Post-Frisco: misshapen deterrence
13 Jul 2018|

A fractious NATO summit—including, apparently, an implied threat by President Donald Trump to leave the alliance—shows it’s not too early to be thinking about a post-alliance future. So in this post, I intend to unpack some thoughts about the future shape of nuclear deterrence in Asia. If the US hub-and-spoke alliances in Asia were to fall over, who would be the principal nuclear actors in Asia, and what would be the effect on nuclear proliferation?

Australians appreciate the enormous value of the ANZUS alliance, but some of them, at least, imagine that extended nuclear deterrence—the doctrine under which the US agrees to run nuclear risks on behalf of its allies—is now, like the weapons themselves, an artefact of a bygone world, the loss of which can comfortably be borne in an era of cyberwar and precision strike.

Well, let’s scrape the current extended nuclear deterrence commitments off the strategic map and look at it afresh. With Trump shying away from costly commitments—and remember he cancelled the US–South Korean exercises ostensibly because of the expense involved—what would the pattern of residual nuclear deterrence look like?

China, the rapidly rising regional power, would still deploy a nuclear arsenal—an arsenal of growing sophistication though relatively constrained in its size. So too would Russia, and it has a considerably bigger arsenal than China, and more practice in leveraging its nuclear capabilities for diplomatic and strategic gain.

On the subcontinent, India and Pakistan would remain as nuclear-weapon states, although neither is formally accorded that status under the NPT (which recognises only the P5 members as fitting into that category). Pakistan relies on its nuclear weapons to offset Indian conventional superiority. India, meanwhile, hopes its smaller nuclear arsenal will deter Pakistan from crossing the threshold, while simultaneously offsetting China’s conventional superiority.

And we mustn’t forget North Korea, of course: even if Kim Jong-un is attempting to set his country on a new trajectory, he’s unlikely to be giving away all his nuclear weapons anytime soon.

So China, Russia, India, Pakistan and North Korea would be the nuclear-armed players on the Asian chessboard. True, the US would remain a nuclear power, and a strong one at that. But its priority would be central deterrence (defence of the US homeland) rather than the protection of former allies.

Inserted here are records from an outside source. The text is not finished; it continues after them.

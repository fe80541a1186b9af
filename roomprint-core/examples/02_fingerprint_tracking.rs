//! Fingerprint Tracking Example
//!
//! Tracks a walking device with the joint multi-scanner filter and matches the
//! smoothed state against learned area fingerprints every few seconds.
//!
//! ## What You'll Learn
//!
//! - Selecting a matrix backend at startup
//! - Feeding partial, irregular readings into `MultiScannerFilter`
//! - Interpreting Mahalanobis distances and confidences
//!
//! ## Running the Example
//!
//! ```bash
//! cargo run --example 02_fingerprint_tracking --features accelerated
//! ```

use std::collections::BTreeMap;

use rand::rngs::StdRng;
use rand::{Rng, SeedableRng};
use roomprint_core::matrix::backend;
use roomprint_core::{AreaProfile, MultiScannerFilter};

const AREAS: [(&str, [(&str, f64); 4]); 3] = [
    ("kitchen", [("s1", -50.0), ("s2", -71.0), ("s3", -83.0), ("s4", -78.0)]),
    ("hall", [("s1", -69.0), ("s2", -49.0), ("s3", -67.0), ("s4", -72.0)]),
    ("bedroom", [("s1", -85.0), ("s2", -66.0), ("s3", -47.0), ("s4", -80.0)]),
];

fn sample(rng: &mut StdRng, pattern: &[(&str, f64)]) -> BTreeMap<String, f64> {
    let mut readings = BTreeMap::new();
    for (scanner, mean) in pattern {
        // Roughly one scanner in four misses each advertisement
        if rng.gen_bool(0.75) {
            readings.insert(scanner.to_string(), mean + rng.gen_range(-5.0..5.0));
        }
    }
    readings
}

fn main() {
    println!("Roomprint Fingerprint Tracking Example");
    println!("======================================\n");

    let kind = backend::init();
    println!("Matrix backend: {:?}\n", kind);

    let mut rng = StdRng::seed_from_u64(7);

    // Calibration walk: learn each area's absolute fingerprint
    let mut profiles = BTreeMap::new();
    for (area, pattern) in &AREAS {
        let mut profile = AreaProfile::new(*area);
        for _ in 0..40 {
            let mut readings = sample(&mut rng, pattern);
            if let Some(primary) = readings.remove("s1") {
                profile.update(primary, &readings, Some("s1"));
            }
        }
        profiles.insert(area.to_string(), profile);
    }

    // Walk kitchen → hall → bedroom, 20 s per area, advertisements every 0.3-2 s
    let mut ukf = MultiScannerFilter::default();
    let mut t = 0.0;
    for (area, pattern) in &AREAS {
        println!("Walking into {}", area);
        let leave_at = t + 20.0;
        let mut next_report = t + 5.0;
        while t < leave_at {
            t += rng.gen_range(0.3..2.0);
            ukf.update_multi_at(&sample(&mut rng, pattern), Some(t));

            if t >= next_report {
                next_report += 5.0;
                let best = ukf.match_fingerprints(&profiles);
                let summary: Vec<String> = best
                    .iter()
                    .map(|m| format!("{} {:.2} (d²={:.1}, k={})", m.area_id, m.confidence, m.d_squared, m.overlap))
                    .collect();
                println!("  t={:5.1}s  {}", t, summary.join("  |  "));
            }
        }
    }

    println!("\nFinal state after {} updates:", ukf.sample_count());
    for scanner in ukf.scanners() {
        println!(
            "  {}  {:6.1} dBm  ±{:.2}",
            scanner,
            ukf.state_of(scanner).unwrap_or(f64::NAN),
            ukf.variance_of(scanner).map_or(f64::NAN, f64::sqrt)
        );
    }

    backend::teardown();
}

America first, right?

It’s not a pretty picture. Of the five remaining regional nuclear-armed countries, three are authoritarian states, two of which are great powers keen to revise the international order. By contrast, only one—India—could really be called a democracy, and its strategic history is one of non-alignment. It’s difficult to describe Pakistan’s system of governance, but however we do so, nuclear command and control seems to lie with the armed forces rather than the civilian government.

A collapse of NATO would still see Britain and France, two advanced Western democracies, remain as European nuclear powers. But there are no comparable nuclear-armed regional Western democracies in Asia. Putting it bluntly, a post-San Francisco strategic order would bring us face-to-face with an unpleasant truth—that nuclear weapons in Asia are, in fact, distributed in ways that would reinforce the looming regional power shifts rather than help to offset them.

Frankly, that maldistribution of nuclear capabilities would be a first-order strategic problem for a range of regional countries. Japan, South Korea and Australia—all the beneficiaries of previous US extended nuclear assurances—would sense a new vulnerability in their strategic environment. But so too would other states, like Indonesia, Singapore, the Philippines and Vietnam, all of whom previously derived a set of second-order benefits from the nuclear ‘presence’ of the US in the region.

Today, US extended nuclear deterrence is a background feature of the current regional security environment. That’s appropriate, because nuclear weapons in general have tended to be less prominent in Asian strategic relationships than elsewhere. China, for example, doesn’t typically resort to nuclear coercion to get its way. But the collapse of the US alliances would elevate the question of nuclear weapons to the forefront of regional thinking.

No other state could replicate the current US system. Authoritarian nuclear powers wouldn’t be acceptable guarantors of the security of advanced democracies. And no other non-authoritarian nuclear power possesses a nuclear arsenal sufficiently large and diverse to be able to carry the weight of protecting other countries’ core interests as well as its own, let alone the strategic disposition to do so.

True, Britain and France both carry some of the weight of nuclear deterrence in Europe, but that’s because their national strategic redlines are tied to their immediate region. Nuclear balancing in Asia would be a bridge too far for both of them.

And that leaves only a set of unpalatable options for countries like Japan, South Korea and Australia. They can either head down the path of developing indigenous nuclear arsenals, or they can attempt to dilute the advantages that nuclear weapons confer—advantages which would otherwise accrue to a set of states that did not wish them well.